| Dataset |
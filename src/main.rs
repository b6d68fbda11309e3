use api_parity::cli;
use clap::Parser;
use tracing_subscriber::EnvFilter;

fn main() -> anyhow::Result<()> {
    let cli = cli::Cli::parse();

    // Initialize logging based on verbosity flag
    let filter = if cli.verbose {
        EnvFilter::new("api_parity=debug,info")
    } else {
        EnvFilter::new("api_parity=warn")
    };

    tracing_subscriber::fmt()
        .with_env_filter(filter)
        .with_writer(std::io::stderr)
        .with_target(false)
        .without_time()
        .init();

    match cli.command {
        cli::Commands::Diff(args) => {
            cli::diff::run(args, cli.format, cli.verbose)?;
        }
        cli::Commands::Batch(args) => {
            cli::batch::run(args, cli.format, cli.verbose)?;
        }
        cli::Commands::Explain(args) => {
            cli::explain::run(args, cli.format, cli.verbose)?;
        }
    }

    Ok(())
}
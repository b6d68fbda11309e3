use crate::core::config::ComparisonConfig;
use crate::core::descriptor::{ApiMetadata, TypeDescriptor};
use crate::core::types::Side;
use crate::matching::diagnosis::{ComparisonError, StructuralDiff};
use crate::matching::engine::{TypeMatcher, UnresolvedType};
use crate::report::model::{
    ApiDiffReport, ExcludedTypes, LibraryDiff, LibraryOutcome, MatchedTypePair, Summary,
    TypeReference, UnmatchedType,
};

/// Both sides of one library, ready to compare
#[derive(Debug, Clone)]
pub struct LibraryInput {
    pub name: String,
    pub reference: ApiMetadata,
    pub target: ApiMetadata,
}

/// The types of one library that take part in matching
#[derive(Debug, Clone)]
pub struct ComparisonSets<'a> {
    pub reference: Vec<&'a TypeDescriptor>,
    pub target: Vec<&'a TypeDescriptor>,
    pub excluded: ExcludedTypes,
}

impl<'a> ComparisonSets<'a> {
    /// Drop non-public reference types and target types without a reference counterpart
    #[must_use]
    pub fn new(reference: &'a ApiMetadata, target: &'a ApiMetadata) -> Self {
        let (reference_set, non_public): (Vec<&TypeDescriptor>, Vec<&TypeDescriptor>) =
            reference.types.iter().partition(|t| t.is_public());
        let (target_set, no_equivalent): (Vec<&TypeDescriptor>, Vec<&TypeDescriptor>) = target
            .types
            .iter()
            .partition(|t| !t.no_reference_equivalent);

        Self {
            reference: reference_set,
            target: target_set,
            excluded: ExcludedTypes {
                non_public_reference: sorted_names(&non_public),
                no_reference_equivalent: sorted_names(&no_equivalent),
            },
        }
    }
}

/// Compare the API surfaces of one library.
///
/// Non-public reference types and target types without a reference
/// counterpart are excluded before matching and listed in
/// [`LibraryDiff::excluded`].
///
/// # Errors
///
/// Returns `ComparisonError::InvariantViolation` if a matched type lacks the
/// `public` modifier.
pub fn compare_library(
    name: &str,
    reference: &ApiMetadata,
    target: &ApiMetadata,
    config: &ComparisonConfig,
) -> Result<LibraryDiff, ComparisonError> {
    let sets = ComparisonSets::new(reference, target);
    let excluded = sets.excluded;
    let matcher = TypeMatcher::new(sets.reference, sets.target, config);
    let matching = matcher.match_all();

    let mut matched = matching
        .matched
        .iter()
        .map(|m| -> Result<MatchedTypePair, ComparisonError> {
            Ok(MatchedTypePair {
                reference: TypeReference::new(m.reference, Side::Reference),
                target: TypeReference::new(m.target, Side::Target),
                reason: m.reason,
                diff: StructuralDiff::analyze(m.reference, m.target, matcher.context())?,
            })
        })
        .collect::<Result<Vec<_>, _>>()?;
    matched.sort_by(|a, b| {
        a.target
            .display_name
            .cmp(&b.target.display_name)
            .then_with(|| a.target.full_name.cmp(&b.target.full_name))
            .then_with(|| a.reference.full_name.cmp(&b.reference.full_name))
    });

    let unmatched_reference = unmatched_entries(&matching.unmatched_reference, Side::Reference);
    let unmatched_target = unmatched_entries(&matching.unmatched_target, Side::Target);

    let summary = Summary::of(
        &matched,
        &unmatched_reference,
        &unmatched_target,
        &excluded,
        &matching.warnings,
    );
    tracing::info!(
        library = name,
        matched = summary.matched,
        with_differences = summary.matched_with_differences,
        unmatched_reference = summary.unmatched_reference,
        unmatched_target = summary.unmatched_target,
        "compared library"
    );

    Ok(LibraryDiff {
        library: name.to_string(),
        reference_version: reference.version.clone(),
        target_version: target.version.clone(),
        summary,
        unmatched_reference,
        unmatched_target,
        matched,
        warnings: matching.warnings,
        excluded,
    })
}

/// Compare every library independently; a failing library is reported, not fatal
#[must_use]
pub fn compare_batch(libraries: &[LibraryInput], config: &ComparisonConfig) -> ApiDiffReport {
    let outcomes = libraries
        .iter()
        .map(|input| compare_outcome(input, config))
        .collect();

    ApiDiffReport::new(outcomes)
}

/// Compare one library of a batch, turning a failure into a report entry
#[must_use]
pub fn compare_outcome(input: &LibraryInput, config: &ComparisonConfig) -> LibraryOutcome {
    match compare_library(&input.name, &input.reference, &input.target, config) {
        Ok(diff) => LibraryOutcome::Compared(diff),
        Err(e) => LibraryOutcome::failed(&input.name, &e),
    }
}

fn unmatched_entries(unresolved: &[UnresolvedType<'_>], side: Side) -> Vec<UnmatchedType> {
    let mut entries: Vec<UnmatchedType> = unresolved
        .iter()
        .map(|u| UnmatchedType {
            descriptor: TypeReference::new(u.descriptor, side),
            ambiguous_candidates: u.ambiguous_candidates.clone(),
        })
        .collect();
    entries.sort_by(|a, b| {
        a.descriptor
            .display_name
            .cmp(&b.descriptor.display_name)
            .then_with(|| a.descriptor.full_name.cmp(&b.descriptor.full_name))
    });
    entries
}

fn sorted_names(types: &[&TypeDescriptor]) -> Vec<String> {
    let mut names: Vec<String> = types.iter().map(|t| t.full_name.clone()).collect();
    names.sort();
    names
}
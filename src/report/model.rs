use std::iter::Sum;
use std::ops::Add;

use serde::{Deserialize, Serialize};

use crate::core::descriptor::TypeDescriptor;
use crate::core::types::{MatchReason, Side, TypeKind};
use crate::matching::diagnosis::StructuralDiff;
use crate::matching::engine::ConfigWarning;
use crate::matching::modifiers::sort_modifiers;

/// A type as shown in a report
#[derive(Debug, Clone, PartialEq, Eq, Serialize, Deserialize)]
pub struct TypeReference {
    pub kind: TypeKind,
    pub full_name: String,
    pub display_name: String,
    /// Sorted by the side's display precedence
    pub modifiers: Vec<String>,
}

impl TypeReference {
    #[must_use]
    pub fn new(descriptor: &TypeDescriptor, side: Side) -> Self {
        Self {
            kind: descriptor.kind,
            full_name: descriptor.full_name.clone(),
            display_name: descriptor.display_name(side),
            modifiers: sort_modifiers(side, &descriptor.modifiers),
        }
    }
}

/// A type with no counterpart on the other side
#[derive(Debug, Clone, PartialEq, Eq, Serialize, Deserialize)]
pub struct UnmatchedType {
    #[serde(flatten)]
    pub descriptor: TypeReference,

    /// Other-side full names involved in an ambiguous match
    #[serde(default, skip_serializing_if = "Vec::is_empty")]
    pub ambiguous_candidates: Vec<String>,
}

#[derive(Debug, Clone, PartialEq, Eq, Serialize, Deserialize)]
pub struct MatchedTypePair {
    pub reference: TypeReference,
    pub target: TypeReference,
    pub reason: MatchReason,
    pub diff: StructuralDiff,
}

/// Types removed from the comparison sets before matching
#[derive(Debug, Clone, Default, PartialEq, Eq, Serialize, Deserialize)]
pub struct ExcludedTypes {
    /// Reference types without the public modifier
    pub non_public_reference: Vec<String>,
    /// Target types marked as having no reference counterpart
    pub no_reference_equivalent: Vec<String>,
}

/// Counts derived from a [`LibraryDiff`]; never stored independently of it
#[derive(Debug, Clone, Copy, Default, PartialEq, Eq, Serialize, Deserialize)]
pub struct Summary {
    pub reference_types: usize,
    pub target_types: usize,
    pub matched: usize,
    pub matched_with_differences: usize,
    pub unmatched_reference: usize,
    pub unmatched_target: usize,
    pub ambiguous: usize,
    pub reference_only_members: usize,
    pub target_only_members: usize,
    pub declared_type_mismatches: usize,
    pub skipped_non_public: usize,
    pub excluded_target: usize,
    pub warnings: usize,
}

impl Summary {
    /// Reduce the lists of a library diff to counts
    #[must_use]
    pub fn of(
        matched: &[MatchedTypePair],
        unmatched_reference: &[UnmatchedType],
        unmatched_target: &[UnmatchedType],
        excluded: &ExcludedTypes,
        warnings: &[ConfigWarning],
    ) -> Self {
        Self {
            reference_types: matched.len() + unmatched_reference.len(),
            target_types: matched.len() + unmatched_target.len(),
            matched: matched.len(),
            matched_with_differences: matched.iter().filter(|m| !m.diff.is_clean()).count(),
            unmatched_reference: unmatched_reference.len(),
            unmatched_target: unmatched_target.len(),
            ambiguous: unmatched_reference
                .iter()
                .filter(|u| !u.ambiguous_candidates.is_empty())
                .count(),
            reference_only_members: matched.iter().map(|m| m.diff.members.reference_only.len()).sum(),
            target_only_members: matched.iter().map(|m| m.diff.members.target_only.len()).sum(),
            declared_type_mismatches: matched
                .iter()
                .map(|m| m.diff.members.declared_type_mismatches.len())
                .sum(),
            skipped_non_public: excluded.non_public_reference.len(),
            excluded_target: excluded.no_reference_equivalent.len(),
            warnings: warnings.len(),
        }
    }

    /// Anything left to port or reconcile
    #[must_use]
    pub fn has_divergence(&self) -> bool {
        self.matched_with_differences > 0 || self.unmatched_reference > 0 || self.unmatched_target > 0
    }
}

impl Add for Summary {
    type Output = Self;

    fn add(self, other: Self) -> Self {
        Self {
            reference_types: self.reference_types + other.reference_types,
            target_types: self.target_types + other.target_types,
            matched: self.matched + other.matched,
            matched_with_differences: self.matched_with_differences + other.matched_with_differences,
            unmatched_reference: self.unmatched_reference + other.unmatched_reference,
            unmatched_target: self.unmatched_target + other.unmatched_target,
            ambiguous: self.ambiguous + other.ambiguous,
            reference_only_members: self.reference_only_members + other.reference_only_members,
            target_only_members: self.target_only_members + other.target_only_members,
            declared_type_mismatches: self.declared_type_mismatches + other.declared_type_mismatches,
            skipped_non_public: self.skipped_non_public + other.skipped_non_public,
            excluded_target: self.excluded_target + other.excluded_target,
            warnings: self.warnings + other.warnings,
        }
    }
}

impl Sum for Summary {
    fn sum<I: Iterator<Item = Self>>(iter: I) -> Self {
        iter.fold(Self::default(), Add::add)
    }
}

/// Complete comparison of one library
#[derive(Debug, Clone, PartialEq, Eq, Serialize, Deserialize)]
pub struct LibraryDiff {
    pub library: String,
    #[serde(default, skip_serializing_if = "Option::is_none")]
    pub reference_version: Option<String>,
    #[serde(default, skip_serializing_if = "Option::is_none")]
    pub target_version: Option<String>,
    pub summary: Summary,
    pub unmatched_reference: Vec<UnmatchedType>,
    pub unmatched_target: Vec<UnmatchedType>,
    pub matched: Vec<MatchedTypePair>,
    pub warnings: Vec<ConfigWarning>,
    pub excluded: ExcludedTypes,
}

/// Result for one library of a batch
#[derive(Debug, Clone, PartialEq, Eq, Serialize, Deserialize)]
#[serde(tag = "status", rename_all = "snake_case")]
pub enum LibraryOutcome {
    Compared(LibraryDiff),
    Failed { library: String, error: String },
}

impl LibraryOutcome {
    /// Record a library that could not be compared
    pub fn failed(library: &str, error: &dyn std::fmt::Display) -> Self {
        tracing::warn!(library, "comparison failed: {error}");
        Self::Failed {
            library: library.to_string(),
            error: error.to_string(),
        }
    }

    #[must_use]
    pub fn library(&self) -> &str {
        match self {
            Self::Compared(diff) => &diff.library,
            Self::Failed { library, .. } => library,
        }
    }
}

/// Comparison of several libraries with totals over the successful ones
#[derive(Debug, Clone, PartialEq, Eq, Serialize, Deserialize)]
pub struct ApiDiffReport {
    pub libraries: Vec<LibraryOutcome>,
    pub totals: Summary,
    pub failed: usize,
}

impl ApiDiffReport {
    /// Assemble a report; libraries are ordered by name
    #[must_use]
    pub fn new(mut libraries: Vec<LibraryOutcome>) -> Self {
        libraries.sort_by(|a, b| a.library().cmp(b.library()));
        let totals = libraries
            .iter()
            .filter_map(|outcome| match outcome {
                LibraryOutcome::Compared(diff) => Some(diff.summary),
                LibraryOutcome::Failed { .. } => None,
            })
            .sum();
        let failed = libraries
            .iter()
            .filter(|outcome| matches!(outcome, LibraryOutcome::Failed { .. }))
            .count();

        Self {
            libraries,
            totals,
            failed,
        }
    }
}

#[cfg(test)]
mod tests {
    use super::*;

    fn summary(matched: usize, unmatched_reference: usize) -> Summary {
        Summary {
            reference_types: matched + unmatched_reference,
            target_types: matched,
            matched,
            unmatched_reference,
            ..Summary::default()
        }
    }

    fn diff(library: &str, summary: Summary) -> LibraryDiff {
        LibraryDiff {
            library: library.to_string(),
            reference_version: None,
            target_version: None,
            summary,
            unmatched_reference: Vec::new(),
            unmatched_target: Vec::new(),
            matched: Vec::new(),
            warnings: Vec::new(),
            excluded: ExcludedTypes::default(),
        }
    }

    #[test]
    fn test_summary_sum() {
        let total: Summary = [summary(2, 1), summary(3, 0)].into_iter().sum();
        assert_eq!(total.matched, 5);
        assert_eq!(total.unmatched_reference, 1);
        assert_eq!(total.reference_types, 6);
    }

    #[test]
    fn test_has_divergence() {
        assert!(!summary(2, 0).has_divergence());
        assert!(summary(2, 1).has_divergence());
    }

    #[test]
    fn test_report_sorts_libraries_and_skips_failures_in_totals() {
        let report = ApiDiffReport::new(vec![
            LibraryOutcome::Compared(diff("search", summary(4, 1))),
            LibraryOutcome::Failed {
                library: "analysis".to_string(),
                error: "boom".to_string(),
            },
            LibraryOutcome::Compared(diff("core", summary(1, 0))),
        ]);

        let names: Vec<_> = report.libraries.iter().map(LibraryOutcome::library).collect();
        assert_eq!(names, vec!["analysis", "core", "search"]);
        assert_eq!(report.totals.matched, 5);
        assert_eq!(report.failed, 1);
    }

    #[test]
    fn test_outcome_serialization_is_tagged() {
        let failed = LibraryOutcome::Failed {
            library: "core".to_string(),
            error: "boom".to_string(),
        };
        let json = serde_json::to_value(&failed).unwrap();
        assert_eq!(json["status"], "failed");
        assert_eq!(json["library"], "core");

        let compared = serde_json::to_value(LibraryOutcome::Compared(diff("core", summary(1, 0)))).unwrap();
        assert_eq!(compared["status"], "compared");
        assert_eq!(compared["summary"]["matched"], 1);
    }
}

| Work to be completed |
Return all lines of the material above in which "collect" occurs.

| Exercise result |
        .collect::<Result<Vec<_>, _>>()?;
        .collect();
        .collect();
    let mut names: Vec<String> = types.iter().map(|t| t.full_name.clone()).collect();
        let names: Vec<_> = report.libraries.iter().map(LibraryOutcome::library).collect();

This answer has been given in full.